THE TASK =
Among the entries, find each line that includes the string "SqliteWorkflowStore" and list it.

SOURCE MATERIAL =
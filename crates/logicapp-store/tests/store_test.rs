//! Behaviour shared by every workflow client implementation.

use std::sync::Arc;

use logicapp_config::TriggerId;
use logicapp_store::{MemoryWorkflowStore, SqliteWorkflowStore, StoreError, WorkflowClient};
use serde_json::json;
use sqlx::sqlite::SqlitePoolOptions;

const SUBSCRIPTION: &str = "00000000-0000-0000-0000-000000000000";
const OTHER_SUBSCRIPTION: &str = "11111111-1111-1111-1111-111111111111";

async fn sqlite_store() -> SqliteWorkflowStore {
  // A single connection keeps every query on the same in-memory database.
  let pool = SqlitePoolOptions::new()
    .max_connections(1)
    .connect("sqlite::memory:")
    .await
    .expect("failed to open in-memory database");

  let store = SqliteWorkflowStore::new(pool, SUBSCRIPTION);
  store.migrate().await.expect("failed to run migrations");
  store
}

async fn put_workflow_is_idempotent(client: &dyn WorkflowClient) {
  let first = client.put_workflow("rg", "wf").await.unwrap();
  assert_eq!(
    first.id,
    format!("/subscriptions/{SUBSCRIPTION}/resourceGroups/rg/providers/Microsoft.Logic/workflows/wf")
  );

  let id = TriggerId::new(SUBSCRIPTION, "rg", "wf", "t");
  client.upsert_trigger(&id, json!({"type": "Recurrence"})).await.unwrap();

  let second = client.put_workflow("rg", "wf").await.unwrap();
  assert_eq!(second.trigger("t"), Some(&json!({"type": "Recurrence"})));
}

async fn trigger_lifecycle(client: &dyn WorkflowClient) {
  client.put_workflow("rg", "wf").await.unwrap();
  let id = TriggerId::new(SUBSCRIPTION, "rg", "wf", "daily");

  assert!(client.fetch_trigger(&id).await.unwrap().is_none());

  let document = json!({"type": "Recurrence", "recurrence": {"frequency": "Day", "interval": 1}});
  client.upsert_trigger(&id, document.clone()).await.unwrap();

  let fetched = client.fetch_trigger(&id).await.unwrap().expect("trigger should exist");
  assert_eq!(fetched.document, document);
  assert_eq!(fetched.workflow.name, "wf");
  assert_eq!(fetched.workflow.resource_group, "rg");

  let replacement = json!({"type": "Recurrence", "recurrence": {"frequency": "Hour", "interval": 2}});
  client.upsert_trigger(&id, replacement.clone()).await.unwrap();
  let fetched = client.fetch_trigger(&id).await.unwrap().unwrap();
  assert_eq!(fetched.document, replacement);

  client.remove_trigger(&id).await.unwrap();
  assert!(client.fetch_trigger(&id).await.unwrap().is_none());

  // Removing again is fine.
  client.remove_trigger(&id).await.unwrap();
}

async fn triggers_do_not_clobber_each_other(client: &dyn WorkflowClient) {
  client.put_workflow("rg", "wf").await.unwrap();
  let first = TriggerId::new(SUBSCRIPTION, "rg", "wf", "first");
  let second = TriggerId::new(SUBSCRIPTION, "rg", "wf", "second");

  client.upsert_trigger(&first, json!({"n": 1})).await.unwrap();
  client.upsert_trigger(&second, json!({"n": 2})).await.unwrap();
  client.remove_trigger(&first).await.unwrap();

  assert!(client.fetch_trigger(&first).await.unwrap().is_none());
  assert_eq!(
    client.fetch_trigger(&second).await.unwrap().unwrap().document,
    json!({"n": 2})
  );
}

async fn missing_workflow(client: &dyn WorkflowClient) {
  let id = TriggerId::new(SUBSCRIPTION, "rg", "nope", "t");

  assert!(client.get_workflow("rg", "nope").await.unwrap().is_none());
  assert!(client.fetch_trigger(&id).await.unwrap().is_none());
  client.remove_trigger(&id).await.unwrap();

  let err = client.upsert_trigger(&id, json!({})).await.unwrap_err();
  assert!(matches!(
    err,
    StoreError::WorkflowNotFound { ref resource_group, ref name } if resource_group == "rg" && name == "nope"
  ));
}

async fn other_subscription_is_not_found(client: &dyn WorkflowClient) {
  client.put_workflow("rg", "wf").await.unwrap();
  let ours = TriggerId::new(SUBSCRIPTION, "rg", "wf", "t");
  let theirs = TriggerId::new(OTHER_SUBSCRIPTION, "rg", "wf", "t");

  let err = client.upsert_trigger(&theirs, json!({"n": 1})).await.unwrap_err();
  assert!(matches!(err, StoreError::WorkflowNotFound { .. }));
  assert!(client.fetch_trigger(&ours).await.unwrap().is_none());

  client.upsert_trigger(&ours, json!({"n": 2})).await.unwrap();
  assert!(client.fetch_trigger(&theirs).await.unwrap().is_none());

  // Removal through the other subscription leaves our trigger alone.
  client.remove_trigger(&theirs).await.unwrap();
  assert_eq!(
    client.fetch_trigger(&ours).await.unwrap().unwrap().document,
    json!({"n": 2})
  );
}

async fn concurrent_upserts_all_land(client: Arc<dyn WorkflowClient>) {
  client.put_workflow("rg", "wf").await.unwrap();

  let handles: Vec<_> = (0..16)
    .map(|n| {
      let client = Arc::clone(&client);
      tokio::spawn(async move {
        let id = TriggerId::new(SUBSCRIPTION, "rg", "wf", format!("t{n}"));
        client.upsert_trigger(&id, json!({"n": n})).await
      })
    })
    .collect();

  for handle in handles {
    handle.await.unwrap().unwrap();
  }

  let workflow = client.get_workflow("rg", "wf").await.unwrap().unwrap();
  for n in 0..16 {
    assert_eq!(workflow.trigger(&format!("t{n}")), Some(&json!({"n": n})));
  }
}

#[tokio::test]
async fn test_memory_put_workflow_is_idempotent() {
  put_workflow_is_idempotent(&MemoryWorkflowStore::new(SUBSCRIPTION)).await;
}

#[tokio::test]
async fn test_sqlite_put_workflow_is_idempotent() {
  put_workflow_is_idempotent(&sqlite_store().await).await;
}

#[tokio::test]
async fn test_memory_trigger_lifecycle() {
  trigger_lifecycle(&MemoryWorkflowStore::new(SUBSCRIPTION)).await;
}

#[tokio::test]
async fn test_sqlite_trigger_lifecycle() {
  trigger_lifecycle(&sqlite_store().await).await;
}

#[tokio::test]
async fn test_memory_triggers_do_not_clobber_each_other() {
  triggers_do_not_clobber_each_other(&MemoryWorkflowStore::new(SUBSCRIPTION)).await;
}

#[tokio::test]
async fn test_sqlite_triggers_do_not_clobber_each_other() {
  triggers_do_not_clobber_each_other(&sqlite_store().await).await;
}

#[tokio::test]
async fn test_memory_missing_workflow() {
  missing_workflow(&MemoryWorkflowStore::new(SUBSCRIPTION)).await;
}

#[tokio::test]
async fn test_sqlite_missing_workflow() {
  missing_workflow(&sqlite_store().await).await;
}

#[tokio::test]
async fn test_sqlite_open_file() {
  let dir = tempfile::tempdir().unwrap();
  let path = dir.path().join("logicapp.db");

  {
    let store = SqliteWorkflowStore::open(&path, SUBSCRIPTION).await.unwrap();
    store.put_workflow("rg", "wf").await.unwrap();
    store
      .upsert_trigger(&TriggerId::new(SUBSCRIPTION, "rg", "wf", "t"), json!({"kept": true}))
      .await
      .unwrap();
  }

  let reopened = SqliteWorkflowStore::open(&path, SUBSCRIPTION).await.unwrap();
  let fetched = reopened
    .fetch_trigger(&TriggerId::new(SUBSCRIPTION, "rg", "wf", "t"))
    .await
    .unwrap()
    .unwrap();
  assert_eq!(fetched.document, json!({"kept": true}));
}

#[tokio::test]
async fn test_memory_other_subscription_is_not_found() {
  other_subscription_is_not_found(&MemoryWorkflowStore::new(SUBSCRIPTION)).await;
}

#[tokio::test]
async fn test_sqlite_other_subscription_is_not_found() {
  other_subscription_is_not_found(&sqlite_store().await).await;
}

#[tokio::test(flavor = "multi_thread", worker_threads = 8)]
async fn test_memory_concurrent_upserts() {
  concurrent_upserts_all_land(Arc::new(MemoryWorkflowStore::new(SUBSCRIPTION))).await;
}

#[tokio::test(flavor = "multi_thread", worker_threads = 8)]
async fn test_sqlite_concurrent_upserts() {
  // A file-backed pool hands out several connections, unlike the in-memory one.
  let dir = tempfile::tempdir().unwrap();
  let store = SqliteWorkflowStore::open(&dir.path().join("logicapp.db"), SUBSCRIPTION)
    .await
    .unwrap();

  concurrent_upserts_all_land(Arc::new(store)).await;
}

RESULT FOR THIS TASK =
use logicapp_store::{MemoryWorkflowStore, SqliteWorkflowStore, StoreError, WorkflowClient};
async fn sqlite_store() -> SqliteWorkflowStore {
  let store = SqliteWorkflowStore::new(pool, SUBSCRIPTION);
    let store = SqliteWorkflowStore::open(&path, SUBSCRIPTION).await.unwrap();
  let reopened = SqliteWorkflowStore::open(&path, SUBSCRIPTION).await.unwrap();
  let store = SqliteWorkflowStore::open(&dir.path().join("logicapp.db"), SUBSCRIPTION)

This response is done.